拥抱transformer，和变形金刚战斗到底

最近是transformer杠上了，参试了下detr的目标检测项目，又接触了NLP的机器翻译，可以说transformer已经有一统nlp和cv的趋势，当然卷积神经网络的特点和地位还是有的，目前更多是transformer和CNN的融合，然后在更多领域应用，同时随着微软亚研院的swin-transformer问世，使得传统的detr训练速度问题得以解决，应该说是从swin transformer 开始在cv领域真正的看到实用价值，更类似是yolov3对于目标检测的意义。

在这之前应该更好的了解transformer的来源，其实是在NLP领域，这里记录飞浆Vision Transformer的课来理解下。

image.png

transformer从某个角度起的非常好就是像变形金刚一样，我们指定最早变形金刚其实都不会变形，但是后来通过扫描汽车，飞机等的特征转换成自身的架构特点和变身模式，从而有了变形金刚，而这样就可以通过一种方式从任何看到的形态变成机器人形态。这也真是transformer的核心理念。

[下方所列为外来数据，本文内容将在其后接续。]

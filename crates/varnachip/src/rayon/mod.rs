//! # Rayon Utilities
//!
//! [`rayon`] powered wrappers for parallel encoders and decoders.
//!
//! Batch output order always matches input order.

mod rayon_decoder;
mod rayon_encoder;

pub use rayon_decoder::ParallelRayonDecoder;
pub use rayon_encoder::ParallelRayonEncoder;
//! # Trainer Implementation Utilities

mod pair_span_index;
#[doc(inline)]
pub use pair_span_index::{PairCountMap, PairIndexMap, PairSpanIndex};

mod text_span_counter;
#[doc(inline)]
pub use text_span_counter::{TextSpanCounter, TextSpanCounterOptions};

mod token_span_buffer;
#[doc(inline)]
pub use token_span_buffer::TokenSpanBuf;
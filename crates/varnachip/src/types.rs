//! # Common Types and Traits
use core::{
    fmt::{Debug, Display},
    hash::Hash,
};

use num_traits::{FromPrimitive, PrimInt, ToPrimitive, Unsigned};

/// A type that can be used as a token in a BPE-based encoders.
///
/// These are constrained to be unsigned primitive integers;
/// such that the max token in a vocabulary is less than `T::max()`.
pub trait TokenType:
    'static
    + PrimInt
    + FromPrimitive
    + ToPrimitive
    + Unsigned
    + Hash
    + Default
    + Debug
    + Display
    + Send
    + Sync
{
}

impl<T> TokenType for T where
    T: 'static
        + PrimInt
        + FromPrimitive
        + ToPrimitive
        + Unsigned
        + Hash
        + Default
        + Debug
        + Display
        + Send
        + Sync
{
}

/// A pair of tokens.
pub type Pair<T> = (T, T);

cfg_if::cfg_if! {
    if #[cfg(feature = "ahash")] {
        /// Type Alias for hash maps in this crate.
        pub type VCHashMap<K, V> = ahash::AHashMap<K, V>;

        /// Type Alias for hash sets in this crate.
        pub type VCHashSet<V> = ahash::AHashSet<V>;
    } else {
        /// Type Alias for hash maps in this crate.
        pub type VCHashMap<K, V> = std::collections::HashMap<K, V>;

        /// Type Alias for hash sets in this crate.
        pub type VCHashSet<V> = std::collections::HashSet<V>;
    }
}

/// Check if a type is `Send` and `Sync`.
pub fn static_is_send_sync_check<S: Send + Sync>(_: &S) {}

#[cfg(test)]
mod tests {
    use core::marker::PhantomData;

    use super::*;

    #[test]
    fn test_common_token_types() {
        struct IsToken<T: TokenType>(PhantomData<T>);

        let _: IsToken<u16>;
        let _: IsToken<u32>;
        let _: IsToken<u64>;
        let _: IsToken<usize>;
    }

    #[test]
    fn test_hash_aliases() {
        let mut map: VCHashMap<Pair<u32>, u32> = VCHashMap::default();
        map.insert((1, 2), 256);
        assert_eq!(map.get(&(1, 2)), Some(&256));

        let set: VCHashSet<usize> = [3, 1, 3].into_iter().collect();
        assert_eq!(set.len(), 2);
    }
}
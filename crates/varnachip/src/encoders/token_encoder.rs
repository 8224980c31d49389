//! # Token Encoder Trait

use crate::{
    encoders::TokenSpan,
    errors::VCResult,
    segmentation::TextSegmentor,
    support::strings::string_from_utf8_lossy,
    types::TokenType,
    vocab::{MergeVocab, size_hints::EXPECTED_BYTES_PER_TOKEN},
};

/// A trait for token encoders.
///
/// Encoding is total: every string encodes, at worst to its raw byte tokens.
pub trait TokenEncoder<T: TokenType>: Send + Sync {
    /// Return the attached text segmentor.
    fn segmentor(&self) -> &TextSegmentor;

    /// Return the attached merge vocabulary.
    fn merge_vocab(&self) -> &MergeVocab<T>;

    /// Encode a single chunk, appending to a target buffer.
    ///
    /// ## Arguments
    /// * `chunk` - The chunk bytes to encode.
    /// * `tokens` - The target token buffer to append to.
    fn encode_append_chunk(
        &self,
        chunk: &[u8],
        tokens: &mut Vec<T>,
    );

    /// Encode text, appending to a target buffer.
    ///
    /// ## Arguments
    /// * `text` - The string slice to encode.
    /// * `tokens` - The target token buffer to append to.
    #[cfg_attr(feature = "tracing", tracing::instrument(skip(self, text, tokens)))]
    fn encode_append(
        &self,
        text: &str,
        tokens: &mut Vec<T>,
    ) {
        for chunk in self.segmentor().chunks(text) {
            self.encode_append_chunk(chunk.as_str(text).as_bytes(), tokens);
        }
    }

    /// Encode text into tokens.
    ///
    /// ## Arguments
    /// * `text` - The text to encode.
    ///
    /// ## Returns
    /// A vector of tokens.
    fn encode<S: AsRef<str>>(
        &self,
        text: S,
    ) -> Vec<T> {
        let text = text.as_ref();
        let capacity = text.len() as f32 / (EXPECTED_BYTES_PER_TOKEN * 0.5);
        let mut tokens = Vec::with_capacity(capacity as usize);

        self.encode_append(text, &mut tokens);
        tokens
    }

    /// Encode text into tokens.
    ///
    /// ## Arguments
    /// * `text` - The text to encode.
    ///
    /// ## Returns
    /// A `VCResult` containing the vector of tokens.
    fn try_encode<S: AsRef<str>>(
        &self,
        text: S,
    ) -> VCResult<Vec<T>> {
        Ok(self.encode(text))
    }

    /// Encode a batch of text into tokens.
    ///
    /// ## Arguments
    /// * `batch` - A slice of strings to encode.
    ///
    /// ## Returns
    /// A vector of token vectors.
    fn encode_batch<S: AsRef<str> + Sync>(
        &self,
        batch: &[S],
    ) -> Vec<Vec<T>> {
        batch.iter().map(|s| self.encode(s)).collect()
    }

    /// Encode a batch of text into tokens.
    fn try_encode_batch<S: AsRef<str> + Sync>(
        &self,
        batch: &[S],
    ) -> VCResult<Vec<Vec<T>>> {
        Ok(self.encode_batch(batch))
    }

    /// Encode text, reporting each token with the text it covers.
    ///
    /// ## Arguments
    /// * `text` - The text to encode.
    ///
    /// ## Returns
    /// One [`TokenSpan`] per token; the ranges tile the text.
    fn encode_with_spans<S: AsRef<str>>(
        &self,
        text: S,
    ) -> Vec<TokenSpan<T>> {
        let text = text.as_ref();
        let merge_vocab = self.merge_vocab();

        let mut spans = Vec::new();
        let mut buf = Vec::new();
        for chunk in self.segmentor().chunks(text) {
            buf.clear();
            self.encode_append_chunk(chunk.as_str(text).as_bytes(), &mut buf);

            let mut offset = chunk.range.start;
            for &token in &buf {
                let bytes = merge_vocab.get_bytes(token).unwrap_or_default();
                let end = offset + bytes.len();
                spans.push(TokenSpan {
                    token,
                    text: string_from_utf8_lossy(bytes.to_vec()),
                    range: offset..end,
                });
                offset = end;
            }
        }
        spans
    }
}
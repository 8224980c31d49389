//! # Vocabulary IO
//!
//! Two persisted forms are supported:
//! * [`json_vocab`] - the complete [`UnifiedTokenVocab`](crate::vocab::UnifiedTokenVocab);
//!   segmentation, merge rules, and (verified) token expansions.
//! * [`merges_text`] - the bare rank ordered ``left right`` merge list.
//!
//! Loading always rebuilds the store from the merge rules, and either
//! succeeds completely or fails with a
//! [`VarnachipError::CorruptVocabulary`](crate::errors::VarnachipError::CorruptVocabulary).
//!
//! ## Loading A Vocab
//!
//! ```rust,no_run
//! use std::sync::Arc;
//!
//! use varnachip::{
//!     decoders::DictionaryDecoder,
//!     encoders::MergeVocabEncoder,
//!     vocab::{UnifiedTokenVocab, io::load_json_vocab_path},
//! };
//!
//! fn example() -> varnachip::VCResult<(MergeVocabEncoder<u32>, DictionaryDecoder<u32>)> {
//!     type T = u32;
//!     let vocab: Arc<UnifiedTokenVocab<T>> = load_json_vocab_path("vocab.json")?.into();
//!
//!     let encoder = MergeVocabEncoder::<T>::new(vocab.clone());
//!     let decoder = DictionaryDecoder::from_unified_vocab(&vocab);
//!
//!     Ok((encoder, decoder))
//! }
//! ```

pub mod json_vocab;
pub mod merges_text;

#[doc(inline)]
pub use json_vocab::*;
#[doc(inline)]
pub use merges_text::*;
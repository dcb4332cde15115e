// SPDX-License-Identifier: BUSL-1.1
// Copyright (c) 2026 Alfred Jean LLC

use super::*;
use crate::parser::{parse_workflow, parse_workflow_with, ParseOptions};
use proptest::prelude::*;
use yare::parameterized;
use stepwise_core::{
    Action, NonRetryAction, SideKind, StepId, StepRef, SubstepRef, TransitionSide,
};

#[test]
fn renders_minimal_workflow() {
    let mut step = Step::new(StepRef::Numeric(1), "Build");
    step.command = Some(Command::new("make"));
    step.transitions = Some(Transitions::new(
        Action::CONTINUE,
        Action::retry(2, NonRetryAction::stop("Build failed")),
    ));
    let workflow = Workflow {
        title: Some("Release".into()),
        steps: vec![step],
        ..Workflow::default()
    };

    assert_eq!(
        render_workflow(&workflow),
        "# Release\n\n## 1. Build\n\n```bash\nmake\n```\n\n- PASS: CONTINUE\n- FAIL: RETRY 2 STOP \"Build failed\"\n"
    );
}

#[test]
fn renders_substep_headers_and_any_mode() {
    let mut step = Step::new(StepRef::Numeric(1), "Fan out");
    step.transitions = Some(Transitions::default().with_all(false));
    let mut substep = Substep::new(SubstepRef::Dynamic, "Task");
    substep.agent_type = Some("worker".into());
    step.substeps.push(substep);
    let workflow = Workflow {
        steps: vec![step],
        ..Workflow::default()
    };

    let text = render_workflow(&workflow);
    assert!(text.contains("- PASS ANY: CONTINUE\n- FAIL: STOP\n"), "{}", text);
    assert!(text.contains("### 1.{n} (worker). Task\n"), "{}", text);
}

#[test]
fn full_runbook_round_trips() {
    let text = r#"---
name: deploy
version: "1.0"
tags: [ops, prod]
---

# Deploy

Rolls out a build.

## 1. Build

```bash
cargo build
```

- PASS: CONTINUE
- FAIL: RETRY 2 GOTO 3

## 2. Review

Look at it.

- child.runbook.md

### 2.1 (reviewer) Read

- YES: CONTINUE
- NO: STOP "rejected"

### 2.{n}. Extra

## 3. Done

- PASS: COMPLETE
- FAIL: STOP
"#;
    let workflow = parse_workflow(text).unwrap();
    let rendered = render_workflow(&workflow);
    assert_eq!(parse_workflow(&rendered).unwrap(), workflow, "{}", rendered);
}

fn word() -> impl Strategy<Value = String> {
    "[a-z]{1,6}"
}

fn description() -> impl Strategy<Value = String> {
    ("[A-Z][a-z]{0,6}", prop::collection::vec(word(), 0..3))
        .prop_map(|(head, rest)| std::iter::once(head).chain(rest).collect::<Vec<_>>().join(" "))
}

fn message() -> impl Strategy<Value = Option<String>> {
    prop::option::of("[a-zA-Z \"\\\\]{0,10}")
}

fn target() -> impl Strategy<Value = StepId> {
    prop_oneof![
        (1u32..6).prop_map(StepId::numeric),
        (1u32..6, 1u32..4).prop_filter_map("substep target", |(s, n)| {
            StepId::substep(StepRef::Numeric(s), SubstepRef::Numeric(n))
        }),
        Just(StepId::step(StepRef::Dynamic)),
        Just(StepId::parse("{N}.{n}").unwrap()),
        Just(StepId::next()),
    ]
}

fn non_retry() -> impl Strategy<Value = NonRetryAction> {
    prop_oneof![
        Just(NonRetryAction::Continue),
        message().prop_map(|message| NonRetryAction::Complete { message }),
        message().prop_map(|message| NonRetryAction::Stop { message }),
        target().prop_map(NonRetryAction::goto),
    ]
}

fn action() -> impl Strategy<Value = Action> {
    prop_oneof![
        non_retry().prop_map(Action::from),
        (1u32..5, non_retry()).prop_map(|(max, then)| Action::retry(max, then)),
    ]
}

fn transitions() -> impl Strategy<Value = Transitions> {
    (any::<bool>(), any::<bool>(), action(), action()).prop_map(|(all, prompt, pass, fail)| {
        let (pass_kind, fail_kind) = if prompt {
            (SideKind::Yes, SideKind::No)
        } else {
            (SideKind::Pass, SideKind::Fail)
        };
        Transitions {
            all,
            pass: TransitionSide {
                kind: pass_kind,
                action: pass,
            },
            fail: TransitionSide {
                kind: fail_kind,
                action: fail,
            },
        }
    })
}

#[derive(Debug, Clone)]
struct Body {
    command: Option<Command>,
    prompt: Option<String>,
    children: Vec<PathBuf>,
    transitions: Option<Transitions>,
}

fn body() -> impl Strategy<Value = Body> {
    (
        prop::option::of("[a-z]{1,8}( --[a-z]{1,5})?".prop_map(Command::new)),
        prop::option::of(prop::collection::vec("[A-Za-z][a-z ]{0,12}[a-z.]", 1..3)),
        prop::collection::vec("[a-z]{1,6}\\.runbook\\.md".prop_map(PathBuf::from), 0..2),
        prop::option::of(transitions()),
    )
        .prop_map(|(command, prompt, children, transitions)| Body {
            command,
            prompt: prompt.map(|lines| lines.join("\n")),
            children,
            transitions,
        })
}

fn substep(id: SubstepRef) -> impl Strategy<Value = Substep> {
    (description(), prop::option::of(word()), body()).prop_map(move |(desc, agent, body)| {
        let mut substep = Substep::new(id.clone(), desc);
        substep.agent_type = agent;
        substep.command = body.command;
        substep.prompt = body.prompt;
        substep.child_runbooks = body.children;
        substep.transitions = body.transitions;
        substep
    })
}

fn step(name: StepRef) -> impl Strategy<Value = Step> {
    (description(), body(), 0usize..3, any::<bool>())
        .prop_flat_map(move |(desc, body, count, dynamic_tail)| {
            let mut ids: Vec<SubstepRef> = (1..=count as u32).map(SubstepRef::Numeric).collect();
            if dynamic_tail {
                ids.push(SubstepRef::Dynamic);
            }
            let substeps: Vec<_> = ids.into_iter().map(substep).collect();
            let name = name.clone();
            substeps.prop_map(move |substeps| {
                let mut step = Step::new(name.clone(), desc.clone());
                step.command = body.command.clone();
                step.prompt = body.prompt.clone();
                step.child_runbooks = body.children.clone();
                step.transitions = body.transitions.clone();
                step.substeps = substeps;
                step
            })
        })
}

fn steps() -> impl Strategy<Value = Vec<Step>> {
    (1u32..4, any::<bool>()).prop_flat_map(|(count, dynamic)| {
        let mut names: Vec<StepRef> = (1..=count).map(StepRef::Numeric).collect();
        if dynamic {
            names.push(StepRef::Dynamic);
        }
        names.into_iter().map(step).collect::<Vec<_>>()
    })
}

proptest! {
    #[test]
    fn rendered_steps_parse_back_equal(steps in steps()) {
        let workflow = Workflow { steps, ..Workflow::default() };
        let rendered = render_workflow(&workflow);
        let parsed = parse_workflow_with(&rendered, ParseOptions::skip_validation()).unwrap();
        prop_assert_eq!(parsed.steps, workflow.steps, "{}", rendered);
    }
}

#[parameterized(
    plain = { "build.runbook.md", "- build.runbook.md\n" },
    spaced = { "my checks/lint all.runbook.md", "- [lint all.runbook.md](<my checks/lint all.runbook.md>)\n" },
    backtick = { "odd`name.runbook.md", "- [odd`name.runbook.md](<odd`name.runbook.md>)\n" },
    bracketed = { "[x](y).runbook.md", "- [x(y).runbook.md](<[x](y).runbook.md>)\n" },
)]
fn child_paths_render_in_a_parseable_form(path: &str, line: &str) {
    let mut step = Step::new(StepRef::Numeric(1), "Delegate");
    step.child_runbooks = vec![PathBuf::from(path)];
    let workflow = Workflow {
        steps: vec![step],
        ..Workflow::default()
    };

    let rendered = render_workflow(&workflow);
    assert!(rendered.contains(line), "{}", rendered);
    let parsed = parse_workflow(&rendered).unwrap();
    assert_eq!(parsed.steps, workflow.steps, "{}", rendered);
}
// SPDX-License-Identifier: BUSL-1.1
// Copyright (c) 2026 Alfred Jean LLC

use super::*;
use std::collections::HashMap;

fn env(pairs: &[(&str, &str)]) -> impl Fn(&str) -> Option<String> {
    let map: HashMap<String, String> = pairs
        .iter()
        .map(|(k, v)| (k.to_string(), v.to_string()))
        .collect();
    move |key| map.get(key).cloned()
}

#[test]
fn explicit_root_derives_paths() {
    let config = StoreConfig::at("/state");
    assert_eq!(config.runs_dir, PathBuf::from("/state/runs"));
    assert_eq!(config.session_path, PathBuf::from("/state/session.json"));
    assert_eq!(config.lock_path, PathBuf::from("/state/store.lock"));
    assert_eq!(config.run_path("abc"), PathBuf::from("/state/runs/abc.json"));
}

#[test]
fn override_wins_over_xdg_and_home() {
    let project = tempfile::tempdir().unwrap();
    let config = StoreConfig::for_project_with(
        project.path(),
        env(&[
            (STATE_DIR_ENV, "/override"),
            ("XDG_STATE_HOME", "/xdg"),
            ("HOME", "/home/me"),
        ]),
    )
    .unwrap();
    assert!(config.root.starts_with("/override/projects"));
}

#[test]
fn xdg_state_home_is_used_before_home() {
    let project = tempfile::tempdir().unwrap();
    let config = StoreConfig::for_project_with(
        project.path(),
        env(&[("XDG_STATE_HOME", "/xdg"), ("HOME", "/home/me")]),
    )
    .unwrap();
    assert!(config.root.starts_with("/xdg/stepwise/projects"));
}

#[test]
fn falls_back_to_home() {
    let project = tempfile::tempdir().unwrap();
    let config =
        StoreConfig::for_project_with(project.path(), env(&[("HOME", "/home/me")])).unwrap();
    assert!(config
        .root
        .starts_with("/home/me/.local/state/stepwise/projects"));
}

#[test]
fn no_home_is_an_error() {
    let project = tempfile::tempdir().unwrap();
    let err = StoreConfig::for_project_with(project.path(), env(&[])).unwrap_err();
    assert_eq!(err.code(), "E_STATE_DIR");
}

#[test]
fn missing_project_is_an_error() {
    let err = StoreConfig::for_project_with(
        Path::new("/definitely/not/here"),
        env(&[("HOME", "/home/me")]),
    )
    .unwrap_err();
    assert!(matches!(err, StateError::StateDir { .. }));
}

#[test]
fn project_directory_is_stable_and_distinct() {
    let a = tempfile::tempdir().unwrap();
    let b = tempfile::tempdir().unwrap();
    let lookup = env(&[(STATE_DIR_ENV, "/s")]);

    let first = StoreConfig::for_project_with(a.path(), &lookup).unwrap();
    let again = StoreConfig::for_project_with(a.path(), &lookup).unwrap();
    let other = StoreConfig::for_project_with(b.path(), &lookup).unwrap();

    assert_eq!(first, again);
    assert_ne!(first.root, other.root);
    let hash = first.root.file_name().unwrap().to_string_lossy().into_owned();
    assert_eq!(hash.len(), 16);
    assert!(hash.chars().all(|c| c.is_ascii_hexdigit()));
}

当然这里的transformer首先是在NLP领域，近年来已经基本统治了自然语言处理的benchmark前十名

image.png

而2020年开始transformer又开始在图像领域开始发热

image.png

基本图像分类，目标检测，图像分割等领域都是基于transformer屠榜了。

ViT中以目标检测为例，最早的detr说明了ViT的可行性，Deformable和Anchor DETR等说明了有效性，而swin则更是进一步说明transformer在各领域的通用性，特别是视觉和多模态，正如变形金刚一样，只要通过编解码的方式可以将任何模式的数据映射到另一个模式，从而实现模型的通用性。

transfomer也是更好的将各个模态的而数据特征映射到统一的空间，这样就更像我们的人类学习一样，具有迁移性，就好像我们看到苹果，拿一张画或图，再听语言说明就可以立体的学习什么是苹果，从而映射到一个概念的空间和外延等。
又比如NLP的多语言翻译一样，与其学习任意两种语言转换，不如转到一个共有的语义空间然后转为任何语言，我们人往往也是如此学习的，所以外语学多了会触类旁通，学别的也快，就是这个道理。
所以NLP和CV领域也逐渐像大预训练和迁移微调转变，基本都是通过微调预训练的模型，再去解决下游任务，而不是过去一个个模型来。

学习方法很重要，transformer看起来理论比过去各种模型结构少了很多，比如detr ，但是要精通和调参却非常难，往往现在的模型的参数都是非常庞大的。核心就是coding is all you need 实践第一。

image.png

who am I 我是谁
where am I 我在哪
what should I do 我要干嘛

image.png

学神经网络数据结构也是第一个要熟悉的，看清数据怎么变换的。

废话少说，先搭个swin来体验吧

部署训练STOD

开源地址： https://github.com/SwinTransformer/Swin-Transformer-Object-Detection
论文：https://arxiv.org/pdf/2103.14030.pdf

环境部署

swin是微软亚洲研究院基于mmdetection目标检测库搭建的，所以先构建mmdetection镜像
使用官方docker 文件夹里的Dockerfile 构建镜像 yihui8776/mmdetecion:v1

ARG PYTORCH="1.6.0"
ARG CUDA="10.1"
ARG CUDNN="7"

FROM pytorch/pytorch:${PYTORCH}-cuda${CUDA}-cudnn${CUDNN}-devel

ENV TORCH_CUDA_ARCH_LIST="6.0 6.1 7.0+PTX"
ENV TORCH_NVCC_FLAGS="-Xfatbin -compress-all"
ENV CMAKE_PREFIX_PATH="$(dirname $(which conda))/../"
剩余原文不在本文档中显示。